Ma quando si presenta a chiedere un intervento per rientrare nel gioco grande della spazzatura, gli assetti criminali sono cambiati. Il progetto più importante è stato spostato nel territorio di 'Sandokan' Schiavone. Il parlamentare lo riceve a casa e può offrirgli solo una soluzione di ripiego: "Cosentino mi disse che si era adeguato alle scelte fatte 'a monte' dai casalesi che avevano deciso di realizzare il termovalorizzatore a Santa Maria La Fossa. Egli, pertanto, aveva dovuto seguire tale linea ed avvantaggiare solo il gruppo Schiavone nella gestione dell'affare e, di conseguenza, tenere fuori il gruppo Bidognetti e quindi anche me".

Vassallo non se la prende. È abituato a cadere e rialzarsi. Negli ultimi venti anni è stato arrestato tre volte.
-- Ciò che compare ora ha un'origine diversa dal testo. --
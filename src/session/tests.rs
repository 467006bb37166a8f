use std::sync::atomic::{AtomicUsize, Ordering};
use std::sync::Arc;
use std::time::Duration;

use super::*;

const WINDOW: Duration = Duration::from_millis(100);

fn counter() -> (Arc<AtomicUsize>, impl FnOnce() + Send + 'static) {
    let count = Arc::new(AtomicUsize::new(0));
    let handle = Arc::clone(&count);
    (count, move || {
        handle.fetch_add(1, Ordering::SeqCst);
    })
}

async fn advance(ms: u64) {
    tokio::time::sleep(Duration::from_millis(ms)).await;
}

#[tokio::test(start_paused = true)]
async fn test_fires_once_after_duration() {
    let timeout = SessionTimeout::new();
    let (fired, on_expire) = counter();

    timeout.start(on_expire, WINDOW);
    assert!(timeout.is_pending());

    advance(99).await;
    assert_eq!(fired.load(Ordering::SeqCst), 0);
    assert!(!timeout.is_expired());

    advance(2).await;
    assert_eq!(fired.load(Ordering::SeqCst), 1);
    assert!(timeout.is_expired());
    assert!(!timeout.is_pending());

    advance(500).await;
    assert_eq!(fired.load(Ordering::SeqCst), 1);
}

#[tokio::test(start_paused = true)]
async fn test_cancel_prevents_fire() {
    let timeout = SessionTimeout::new();
    let (fired, on_expire) = counter();

    timeout.start(on_expire, WINDOW);
    advance(50).await;
    timeout.cancel();
    advance(200).await;

    assert_eq!(fired.load(Ordering::SeqCst), 0);
    assert!(!timeout.is_expired());
    assert!(!timeout.is_pending());
    assert_eq!(timeout.remaining(), None);
}

#[tokio::test(start_paused = true)]
async fn test_cancel_without_timer_is_noop() {
    let timeout = SessionTimeout::new();
    timeout.cancel();
    assert!(!timeout.is_pending());
    assert!(!timeout.is_expired());
}

#[tokio::test(start_paused = true)]
async fn test_reset_restarts_full_window() {
    let timeout = SessionTimeout::new();
    let (first, on_first) = counter();
    let (second, on_second) = counter();

    timeout.start(on_first, WINDOW);
    advance(50).await;
    timeout.reset(on_second, WINDOW);

    advance(99).await;
    assert_eq!(first.load(Ordering::SeqCst), 0);
    assert_eq!(second.load(Ordering::SeqCst), 0);

    advance(2).await;
    assert_eq!(first.load(Ordering::SeqCst), 0);
    assert_eq!(second.load(Ordering::SeqCst), 1);
}

#[tokio::test(start_paused = true)]
async fn test_start_replaces_pending_timer() {
    let timeout = SessionTimeout::new();
    let (first, on_first) = counter();
    let (second, on_second) = counter();

    timeout.start(on_first, WINDOW);
    timeout.start(on_second, WINDOW * 2);

    advance(250).await;
    assert_eq!(first.load(Ordering::SeqCst), 0);
    assert_eq!(second.load(Ordering::SeqCst), 1);
}

#[tokio::test(start_paused = true)]
async fn test_start_clears_expired_flag() {
    let timeout = SessionTimeout::new();
    let (_, on_first) = counter();
    let (_, on_second) = counter();

    timeout.start(on_first, WINDOW);
    advance(101).await;
    assert!(timeout.is_expired());

    timeout.start(on_second, WINDOW);
    assert!(!timeout.is_expired());
}

#[tokio::test(start_paused = true)]
async fn test_remaining_counts_down() {
    let timeout = SessionTimeout::new();
    assert_eq!(timeout.remaining(), None);

    let (_, on_expire) = counter();
    timeout.start(on_expire, WINDOW);
    advance(40).await;

    let left = timeout.remaining().unwrap();
    assert!(left <= Duration::from_millis(60));
    assert!(left >= Duration::from_millis(58));
}

#[tokio::test(start_paused = true)]
async fn test_clones_share_timer() {
    let timeout = SessionTimeout::new();
    let observer = timeout.clone();
    let (_, on_expire) = counter();

    timeout.start(on_expire, WINDOW);
    observer.cancel();
    advance(200).await;

    assert!(!timeout.is_expired());
}

#[tokio::test(start_paused = true)]
async fn test_unrepresentable_duration_stays_pending() {
    let timeout = SessionTimeout::new();
    let (fired, on_expire) = counter();

    timeout.start(on_expire, Duration::MAX);
    assert!(timeout.is_pending());
    assert_eq!(timeout.remaining(), None);

    advance(60_000).await;
    assert_eq!(fired.load(Ordering::SeqCst), 0);

    timeout.cancel();
    assert!(!timeout.is_pending());
    assert!(!timeout.is_expired());
}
Dal 1993 in poi, ad ogni retata seguiva un periodo di stallo. Poi nel giro di due anni un'emergenza che gli riapriva le porte delle discariche. "Fui condannato in primo grado e prosciolto in appello. Ma io ero colpevole". Una situazione paradossale: anche mentre sta confessando reati odiosi, ottiene dallo Stato un indennizzo di un milione 200 mila euro. E avverte: "Conviene che li blocchiate prima che i miei fratelli li facciano sparire...".